Observation data: J2000 epoch
- Right ascension: 10^{h} 56^{m} 30.50^{s}
- Declination: −55° 16′ 35.2″
- Distance: ~8,480±1,305 ly
- Apparent dimensions (V): 750 x 1,174 ly
- Constellation: Carina
- Designations: GSH 287+04−17

= Carina Flare =

Superbubble in the Carina–Sagittarius arm

Carina Flare is an H I and Molecular Superbubble in the Carina–Sagittarius Arm. The superbubble was discovered in 1999 using the NANTEN telescope by astronomers Yasuo Fukui and a research team from Nagoya University. The superbubble has a high latitude extension and main body.

== Structure ==

Carina Flare has a main body that forms a continuous ring with a gap between l≈289°.5 b≈5°.0 and l≈286°.5 b≈8°.0. This gap is ~200 pc wide with its center located at z ~280 pc. The left edge of the main body is mostly molecular gas in the form of a ridge called GMC G288.5+1.5. This ridge is seen between l≈288°.0 b≈0°.5 and l≈289°.5 b≈2°.0. Two bright HI filaments was seen to curve and meet at the right-hand wall of the main body, extending almost 2° (~90 pc) in length. The molecular clouds have a kinetic temperature of 350–800 K, while approximately 85% of the GMC G288.5+1.5 emission appears to be part of the Carina OB2 Supershell, with the remainder being related to the Carina Flare, this shows a MH2 ≈ . The main body was identified as having a diameter of ~230 x 360 pc and a distance of 2.6 ± 0.4 kpc. One project used the diameter to determine the Carina Flare is a rare HI-H2 galactic chimney. The western side of the shell has a molecular cloud known as G285.90+4.53 (or Cloud 16) that is ~250 pc above the galactic plane and has 51 clumps. The system temperatures of Cloud 16 range from 150–170 K.

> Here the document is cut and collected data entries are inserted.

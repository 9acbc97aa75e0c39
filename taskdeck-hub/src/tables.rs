//! In-memory relational tables backing the hub.
//!
//! [`Tables`] is a plain synchronous engine: every [`ApiRequest`] maps to
//! one [`apply`](Tables::apply) call that returns the response plus the
//! change events the mutation produced. Locking and broadcasting live in
//! [`crate::hub`]; this module never touches the network.

use std::collections::BTreeMap;

use chrono::{DateTime, Utc};
use taskdeck_proto::api::{ApiRequest, ApiResponse, ChangeEvent, ChangeOp, Table};
use taskdeck_proto::contact::{Contact, ContactId, ContactPatch, NewContact};
use taskdeck_proto::task::{
    AssignedContact, FullTask, Subtask, SubtaskId, Task, TaskDraft, TaskId, TaskStatus,
};

/// The hub's tables: contacts, tasks, subtasks, and the task-to-contact
/// assignment join table.
///
/// All row ids come from one shared sequence, so ids are unique across
/// tables as well as within them.
#[derive(Debug, Default)]
pub struct Tables {
    next_id: i64,
    contacts: BTreeMap<ContactId, Contact>,
    tasks: BTreeMap<TaskId, Task>,
    subtasks: BTreeMap<SubtaskId, Subtask>,
    /// `(task, contact)` pairs in assignment order.
    assignments: Vec<(TaskId, ContactId)>,
}

impl Tables {
    /// Creates an empty set of tables.
    #[must_use]
    pub fn new() -> Self {
        Self::default()
    }

    fn next_id(&mut self) -> i64 {
        self.next_id += 1;
        self.next_id
    }

    /// Applies a request against the tables.
    ///
    /// Returns the response to send back to the caller and the change
    /// events to broadcast to every subscriber. Rejected requests return
    /// [`ApiResponse::Error`] and produce no events.
    pub fn apply(&mut self, request: ApiRequest, now: DateTime<Utc>) -> (ApiResponse, Vec<ChangeEvent>) {
        match request {
            ApiRequest::ListContacts => (ApiResponse::Contacts(self.list_contacts()), vec![]),
            ApiRequest::GetContact { id } => {
                (ApiResponse::Contact(self.contacts.get(&id).cloned()), vec![])
            }
            ApiRequest::InsertContact { contact } => self.insert_contact(contact, now),
            ApiRequest::UpdateContact { id, patch } => self.update_contact(id, &patch),
            ApiRequest::DeleteContact { id } => self.delete_contact(id),
            ApiRequest::ListTasks => (ApiResponse::Tasks(self.list_tasks()), vec![]),
            ApiRequest::InsertTask { draft } => self.insert_task(draft, now),
            ApiRequest::UpdateTaskStatus { id, status } => self.update_task_status(id, status),
            ApiRequest::DeleteTask { id } => self.delete_task(id),
            ApiRequest::SetSubtaskDone { id, is_done } => self.set_subtask_done(id, is_done),
        }
    }

    /// All contacts ordered by name ascending (case-insensitive), ties
    /// broken by id.
    fn list_contacts(&self) -> Vec<Contact> {
        let mut contacts: Vec<Contact> = self.contacts.values().cloned().collect();
        contacts.sort_by(|a, b| {
            a.name
                .to_lowercase()
                .cmp(&b.name.to_lowercase())
                .then(a.id.cmp(&b.id))
        });
        contacts
    }

    fn insert_contact(
        &mut self,
        new: NewContact,
        now: DateTime<Utc>,
    ) -> (ApiResponse, Vec<ChangeEvent>) {
        let id = ContactId(self.next_id());
        self.contacts.insert(
            id,
            Contact {
                id,
                name: new.name,
                email: new.email,
                phone: new.phone,
                color: new.color,
                created_at: now,
            },
        );
        (
            ApiResponse::Ack,
            vec![ChangeEvent {
                table: Table::Contacts,
                op: ChangeOp::Insert,
            }],
        )
    }

    fn update_contact(
        &mut self,
        id: ContactId,
        patch: &ContactPatch,
    ) -> (ApiResponse, Vec<ChangeEvent>) {
        let Some(contact) = self.contacts.get_mut(&id) else {
            return (
                ApiResponse::Error {
                    reason: format!("contact {id} not found"),
                },
                vec![],
            );
        };
        if let Some(name) = patch.name.clone() {
            contact.name = name;
        }
        if let Some(email) = patch.email.clone() {
            contact.email = email;
        }
        if let Some(phone) = patch.phone.clone() {
            contact.phone = phone;
        }
        if let Some(color) = patch.color.clone() {
            contact.color = color;
        }
        (
            ApiResponse::Ack,
            vec![ChangeEvent {
                table: Table::Contacts,
                op: ChangeOp::Update,
            }],
        )
    }

    fn delete_contact(&mut self, id: ContactId) -> (ApiResponse, Vec<ChangeEvent>) {
        if self.contacts.remove(&id).is_none() {
            return (
                ApiResponse::Error {
                    reason: format!("contact {id} not found"),
                },
                vec![],
            );
        }
        let before = self.assignments.len();
        self.assignments.retain(|(_, contact_id)| *contact_id != id);
        let mut events = vec![ChangeEvent {
            table: Table::Contacts,
            op: ChangeOp::Delete,
        }];
        if self.assignments.len() != before {
            events.push(ChangeEvent {
                table: Table::TaskAssignments,
                op: ChangeOp::Delete,
            });
        }
        (ApiResponse::Ack, events)
    }

    /// All tasks joined with their subtasks and assigned contacts, ordered
    /// by insertion.
    fn list_tasks(&self) -> Vec<FullTask> {
        self.tasks
            .values()
            .map(|task| FullTask {
                task: task.clone(),
                subtasks: self
                    .subtasks
                    .values()
                    .filter(|s| s.task_id == task.id)
                    .cloned()
                    .collect(),
                assignees: self
                    .assignments
                    .iter()
                    .filter(|(task_id, _)| *task_id == task.id)
                    .filter_map(|(_, contact_id)| self.contacts.get(contact_id))
                    .map(|c| AssignedContact {
                        id: c.id,
                        name: c.name.clone(),
                        color: c.color.clone(),
                        email: c.email.clone(),
                    })
                    .collect(),
            })
            .collect()
    }

    fn insert_task(&mut self, draft: TaskDraft, now: DateTime<Utc>) -> (ApiResponse, Vec<ChangeEvent>) {
        if let Some(unknown) = draft
            .assigned_contact_ids
            .iter()
            .find(|id| !self.contacts.contains_key(id))
        {
            return (
                ApiResponse::Error {
                    reason: format!("contact {unknown} not found"),
                },
                vec![],
            );
        }

        let id = TaskId(self.next_id());
        self.tasks.insert(
            id,
            Task {
                id,
                title: draft.title,
                description: draft.description,
                due_date: draft.due_date,
                priority: draft.priority,
                category: draft.category,
                status: TaskStatus::ToDo,
                created_at: now,
            },
        );
        let mut events = vec![ChangeEvent {
            table: Table::Tasks,
            op: ChangeOp::Insert,
        }];

        if !draft.subtask_titles.is_empty() {
            for title in draft.subtask_titles {
                let subtask_id = SubtaskId(self.next_id());
                self.subtasks.insert(
                    subtask_id,
                    Subtask {
                        id: subtask_id,
                        task_id: id,
                        title,
                        is_done: false,
                    },
                );
            }
            events.push(ChangeEvent {
                table: Table::Subtasks,
                op: ChangeOp::Insert,
            });
        }

        if !draft.assigned_contact_ids.is_empty() {
            for contact_id in draft.assigned_contact_ids {
                self.assignments.push((id, contact_id));
            }
            events.push(ChangeEvent {
                table: Table::TaskAssignments,
                op: ChangeOp::Insert,
            });
        }

        (ApiResponse::Ack, events)
    }

    fn update_task_status(
        &mut self,
        id: TaskId,
        status: TaskStatus,
    ) -> (ApiResponse, Vec<ChangeEvent>) {
        let Some(task) = self.tasks.get_mut(&id) else {
            return (
                ApiResponse::Error {
                    reason: format!("task {id} not found"),
                },
                vec![],
            );
        };
        task.status = status;
        (
            ApiResponse::Ack,
            vec![ChangeEvent {
                table: Table::Tasks,
                op: ChangeOp::Update,
            }],
        )
    }

    fn delete_task(&mut self, id: TaskId) -> (ApiResponse, Vec<ChangeEvent>) {
        if self.tasks.remove(&id).is_none() {
            return (
                ApiResponse::Error {
                    reason: format!("task {id} not found"),
                },
                vec![],
            );
        }
        let mut events = vec![ChangeEvent {
            table: Table::Tasks,
            op: ChangeOp::Delete,
        }];

        let subtasks_before = self.subtasks.len();
        self.subtasks.retain(|_, s| s.task_id != id);
        if self.subtasks.len() != subtasks_before {
            events.push(ChangeEvent {
                table: Table::Subtasks,
                op: ChangeOp::Delete,
            });
        }

        let assignments_before = self.assignments.len();
        self.assignments.retain(|(task_id, _)| *task_id != id);
        if self.assignments.len() != assignments_before {
            events.push(ChangeEvent {
                table: Table::TaskAssignments,
                op: ChangeOp::Delete,
            });
        }

        (ApiResponse::Ack, events)
    }

    fn set_subtask_done(&mut self, id: SubtaskId, is_done: bool) -> (ApiResponse, Vec<ChangeEvent>) {
        let Some(subtask) = self.subtasks.get_mut(&id) else {
            return (
                ApiResponse::Error {
                    reason: format!("subtask {id} not found"),
                },
                vec![],
            );
        };
        subtask.is_done = is_done;
        (
            ApiResponse::Ack,
            vec![ChangeEvent {
                table: Table::Subtasks,
                op: ChangeOp::Update,
            }],
        )
    }
}
use std::{
    fmt::{Debug, Display, Formatter},
    sync::{
        atomic::{AtomicUsize, Ordering},
        Arc,
    },
};

use common_error::DaftResult;
use itertools::Itertools;
use snafu::ensure;

use crate::{
    instruction::{run_instructions, InstructionRef},
    partition::PartitionRef,
    result::{MaterializationResultRef, ResultSlot, ResultState},
    ResultAlreadySetSnafu, ResultCardinalitySnafu,
};

pub type TaskId = usize;

/// Hands out task ids that are unique for as long as any clone of the generator lives.
#[derive(Debug, Clone, Default)]
pub struct TaskIdGenerator {
    next: Arc<AtomicUsize>,
}

impl TaskIdGenerator {
    pub fn new() -> Self {
        Self::default()
    }

    pub fn next_id(&self) -> TaskId {
        self.next.fetch_add(1, Ordering::SeqCst)
    }
}

fn instruction_names<P: crate::Partition>(instructions: &[InstructionRef<P>]) -> String {
    instructions.iter().map(|i| i.name()).join(", ")
}

/// An execution step that is still being built.
///
/// Cloning yields an independent step: the instruction list is copied and input handles
/// are cloned, so the two can diverge. Freezing consumes the step.
#[derive(Debug, Clone)]
pub struct OpenExecutionQueue<T: PartitionRef> {
    inputs: Vec<T>,
    instructions: Vec<InstructionRef<T::Partition>>,
}

impl<T: PartitionRef> OpenExecutionQueue<T> {
    pub fn new(inputs: Vec<T>) -> Self {
        Self {
            inputs,
            instructions: vec![],
        }
    }

    pub fn inputs(&self) -> &[T] {
        &self.inputs
    }

    pub fn instructions(&self) -> &[InstructionRef<T::Partition>] {
        &self.instructions
    }

    /// Appends an instruction. Compatibility with the previous instruction is only checked
    /// when the pipeline runs.
    pub fn add_instruction(
        &mut self,
        instruction: impl Into<InstructionRef<T::Partition>>,
    ) -> &mut Self {
        self.instructions.push(instruction.into());
        self
    }

    pub fn as_materialization_request(
        self,
        id_generator: &TaskIdGenerator,
    ) -> MaterializationRequest<T> {
        MaterializationRequestBase::freeze(self, 1, id_generator)
    }

    /// Freezes a step whose last instruction fans out into `num_results` partitions.
    pub fn as_materialization_request_multi(
        self,
        num_results: usize,
        id_generator: &TaskIdGenerator,
    ) -> MaterializationRequestMulti<T> {
        MaterializationRequestBase::freeze(self, num_results, id_generator)
    }
}

impl<T: PartitionRef> Display for OpenExecutionQueue<T> {
    fn fmt(&self, f: &mut Formatter<'_>) -> std::fmt::Result {
        write!(
            f,
            "OpenExecutionQueue\n  Inputs: {}\n  Instructions: [{}]",
            self.inputs.len(),
            instruction_names(&self.instructions)
        )
    }
}

/// The shape of a frozen request's result: a single handle or an ordered list of them.
pub trait RequestResult<T>: Clone + Debug + Send + Sync + Sized {
    const KIND: &'static str;

    /// Builds the result from handles whose count already matches the request.
    fn from_results(results: Vec<MaterializationResultRef<T>>) -> Option<Self>;

    fn handles(&self) -> &[MaterializationResultRef<T>];
}

impl<T> RequestResult<T> for MaterializationResultRef<T> {
    const KIND: &'static str = "MaterializationRequest";

    fn from_results(mut results: Vec<MaterializationResultRef<T>>) -> Option<Self> {
        results.pop()
    }

    fn handles(&self) -> &[MaterializationResultRef<T>] {
        std::slice::from_ref(self)
    }
}

impl<T> RequestResult<T> for Vec<MaterializationResultRef<T>> {
    const KIND: &'static str = "MaterializationRequestMulti";

    fn from_results(results: Vec<MaterializationResultRef<T>>) -> Option<Self> {
        Some(results)
    }

    fn handles(&self) -> &[MaterializationResultRef<T>] {
        self
    }
}

/// A frozen execution step: fixed inputs and instructions, a unique id and a result slot.
#[derive(Debug)]
pub struct MaterializationRequestBase<T: PartitionRef, R> {
    task_id: TaskId,
    inputs: Vec<T>,
    instructions: Vec<InstructionRef<T::Partition>>,
    num_results: usize,
    result: ResultSlot<R>,
}

/// Request producing exactly one partition.
pub type MaterializationRequest<T> = MaterializationRequestBase<T, MaterializationResultRef<T>>;

/// Request producing `num_results` partitions, in output index order.
pub type MaterializationRequestMulti<T> =
    MaterializationRequestBase<T, Vec<MaterializationResultRef<T>>>;

impl<T: PartitionRef, R: RequestResult<T>> MaterializationRequestBase<T, R> {
    fn freeze(
        step: OpenExecutionQueue<T>,
        num_results: usize,
        id_generator: &TaskIdGenerator,
    ) -> Self {
        let request = Self {
            task_id: id_generator.next_id(),
            inputs: step.inputs,
            instructions: step.instructions,
            num_results,
            result: ResultSlot::new(),
        };
        log::debug!(
            "Froze {} with {} input(s) and {} instruction(s)",
            request.id(),
            request.inputs.len(),
            request.instructions.len()
        );
        request
    }

    pub fn id(&self) -> String {
        format!("{}_{}", R::KIND, self.task_id)
    }

    pub fn task_id(&self) -> TaskId {
        self.task_id
    }

    pub fn inputs(&self) -> &[T] {
        &self.inputs
    }

    pub fn instructions(&self) -> &[InstructionRef<T::Partition>] {
        &self.instructions
    }

    pub fn num_results(&self) -> usize {
        self.num_results
    }

    /// The result, once a runner has completed the request.
    pub fn result(&self) -> Option<R> {
        self.result.get()
    }

    pub fn result_state(&self) -> ResultState {
        self.result.state()
    }

    pub fn is_cancelled(&self) -> bool {
        self.result_state() == ResultState::Cancelled
    }

    /// Stores the runner's result handles. Must be called once per request.
    pub fn complete(&self, results: Vec<MaterializationResultRef<T>>) -> DaftResult<()> {
        let produced = results.len();
        ensure!(
            produced == self.num_results,
            ResultCardinalitySnafu {
                task: self.id(),
                expected: self.num_results,
                actual: produced,
            }
        );
        let Some(value) = R::from_results(results) else {
            return Err(ResultCardinalitySnafu {
                task: self.id(),
                expected: self.num_results,
                actual: produced,
            }
            .build()
            .into());
        };
        match self.result.set(value) {
            Ok(ResultState::Cancelled) => {
                log::warn!("{} completed after it was cancelled", self.id());
                Ok(())
            }
            Ok(_) => {
                log::debug!("{} completed with {produced} result(s)", self.id());
                Ok(())
            }
            Err(_) => Err(ResultAlreadySetSnafu { task: self.id() }.build().into()),
        }
    }

    /// Requests cancellation. Any handles already stored are asked to cancel as well.
    pub fn cancel(&self) {
        if let Some(value) = self.result.cancel() {
            for handle in value.handles() {
                handle.cancel();
            }
        }
        log::debug!("Cancelled {}", self.id());
    }

    /// Resolves the inputs with `resolve` and runs the pipeline in this process, checking
    /// that it produced `num_results` partitions. Does not touch the result slot.
    pub fn run_local(
        &self,
        resolve: impl Fn(&T) -> DaftResult<Arc<T::Partition>>,
    ) -> DaftResult<Vec<Arc<T::Partition>>> {
        let inputs = self
            .inputs
            .iter()
            .map(resolve)
            .collect::<DaftResult<Vec<_>>>()?;
        let outputs = run_instructions(&self.instructions, inputs)?;
        ensure!(
            outputs.len() == self.num_results,
            ResultCardinalitySnafu {
                task: self.id(),
                expected: self.num_results,
                actual: outputs.len(),
            }
        );
        Ok(outputs)
    }
}

impl<T: PartitionRef, R: RequestResult<T>> Display for MaterializationRequestBase<T, R> {
    fn fmt(&self, f: &mut Formatter<'_>) -> std::fmt::Result {
        write!(
            f,
            "{}\n  Inputs: {}\n  Instructions: [{}]",
            self.id(),
            self.inputs.len(),
            instruction_names(&self.instructions)
        )
    }
}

Carina Flare has a gap that connects to the high latitude extension feature. Here the low brightness cavity extends almost 3° (~130 pc), the high latitude extension also has a faint cap at l≈289°.5 b≈9°.0 which corresponds to an altitude of z ~400 pc above the galactic plane. The extent of the cap is not known because it appears to blend in with the emissions from the surrounding regions like the Carina Nebula. The most prominent part of the high latitude extension is the HI–CO complex at l≈287° b≈9°. This structure has a sharp pointed tip located where the molecular component is concentrated, but flares out to the right extending over 4° (~200 pc) in length. The HI structures in the cap were identified to be part of the Carina Flare. This makes the Carina Flare superbubble one of the only galactic shells in which a part of the ionized component has been positively identified.